Friday, August 28, 2009

Would you choose Jack’s Life or Teddy’s?



Yesterday, the last of the three Kennedy brothers died. It seems to me generations since his brothers were assassinated. Everyone of my generation remembers the Kennedy’s as our royalty. Brilliant, handsome Jack, who was a war hero, our youngest President, and then cut down senselessly here in Dallas in his prime.



He was a movie star. He was unblemished, a child of the American generation when we had never lost a war and stood a colossus in the world—when we were young.

To an Athlete Dying Young by A. E. Housman (1859-1936)

The time you won your town the race
We chaired you through the market-place;
Man and boy stood cheering by,
And home we brought you shoulder-high.
To-day, the road all runners come,
Shoulder-high we bring you home,
And set you at your threshold down,
Townsman of a stiller town.
Smart lad, to slip betimes away
From fields were glory does not stay
And early though the laurel growsIt withers quicker than the rose. . . .


Ted Kennedy lived a very different life. He lived through the tragedy of the assassination of both his older brothers, inherited their mantle and then soiled it with the scandal of Chappaquiddick. He knew sadness and defeat and lived long after the glory of youth had past.

Living long—he served 42 years in the Senate—he outlived scandal and sorrow to become The Lion of the Senate, an unparalleled legislator responsible for much of the progressive legislation of the past forty years.

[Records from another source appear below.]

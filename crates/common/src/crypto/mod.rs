//! Cipher channels for the ndnx relay protocol
//!
//! Every hop of the protocol is protected by a [`CipherChannel`]: a ChaCha20-Poly1305
//! boundary scoped to exactly one [`SymmetricKey`]. Keys are provisioned out-of-band and
//! belong to one of three trust domains ([`KeyDomain`]):
//!
//! - **Tunnel**: client <-> relay traffic
//! - **Content identifier**: the asset name carried inside a resolve instruction
//! - **Asset**: the asset bytes stored on the CDN
//!
//! Compromise of one domain's key must not expose the other two, so no two domains may
//! ever share key material. [`ChannelSet`] enforces this for parties that hold all three.

mod channel;
mod key;
mod link;

pub use channel::{CipherChannel, CipherError, DecryptionError, SealedToken, NONCE_SIZE, TAG_SIZE};
pub use key::{ensure_distinct, KeyConfigError, KeyDomain, KeyError, SymmetricKey, KEY_SIZE};
pub use link::LinkToken;

/// All three channels, as held by the client
#[derive(Debug, Clone)]
pub struct ChannelSet {
    pub tunnel: CipherChannel,
    pub content_identifier: CipherChannel,
    pub asset: CipherChannel,
}

impl ChannelSet {
    /// Build the channel set, refusing keys that collapse two domains onto one
    pub fn new(
        tunnel: SymmetricKey,
        content_identifier: SymmetricKey,
        asset: SymmetricKey,
    ) -> Result<Self, KeyConfigError> {
        ensure_distinct(&[
            (KeyDomain::Tunnel, &tunnel),
            (KeyDomain::ContentIdentifier, &content_identifier),
            (KeyDomain::Asset, &asset),
        ])?;

        Ok(Self {
            tunnel: CipherChannel::new(KeyDomain::Tunnel, tunnel),
            content_identifier: CipherChannel::new(KeyDomain::ContentIdentifier, content_identifier),
            asset: CipherChannel::new(KeyDomain::Asset, asset),
        })
    }

    /// Generate a set of fresh random keys
    pub fn generate() -> Result<Self, KeyError> {
        let set = Self::new(
            SymmetricKey::generate()?,
            SymmetricKey::generate()?,
            SymmetricKey::generate()?,
        )
        .map_err(|_| KeyError::Collision)?;
        Ok(set)
    }
}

Ted Kennedy will never match the glorious memory of his older brother, but his real accomplishments may have been greater—Headstart, the Americans with Disabilities Act, Family Leave and 2500 other pieces of legislation bear his name.

DO NOT GO GENTLE INTO THAT GOOD NIGHT

Do not go gentle into that good night,
Old age should burn and rave at close of day;
Rage, rage against the dying of the light.
Though wise men at their end know dark is right,
Because their words had forked no lightning they
Do not go gentle into that good night.
Good men, the last wave by, crying how bright
Their frail deeds might have danced in a green bay,
Rage, rage against the dying of the light.
Wild men who caught and sang the sun in flight,
And learn, too late, they grieved it on its way,
Do not go gentle into that good night.
Grave men, near death, who see with blinding sight
Blind eyes could blaze like meteors and be gay,
Rage, rage against the dying of the light.
And you, my father, there on the sad height,
Curse, bless me now with your fierce tears,
I pray. Do not go gentle into that good night.
Rage, rage against the dying of the light.

Even on his deathbed Ted Kennedy was thinking of the causes he had fought for his entire life. One of his last acts was to ask the Massachusetts legislature to change the law so that the governor could appoint a temporary replacement for him. He did not want his death to prevent the passage of healthcare reform.

Would you rather live Jack’s life or Teddy’s? Would you rather be a shooting star burned up by your own brilliance or a candle flickering on long into the night until exhausted, the light finally goes out?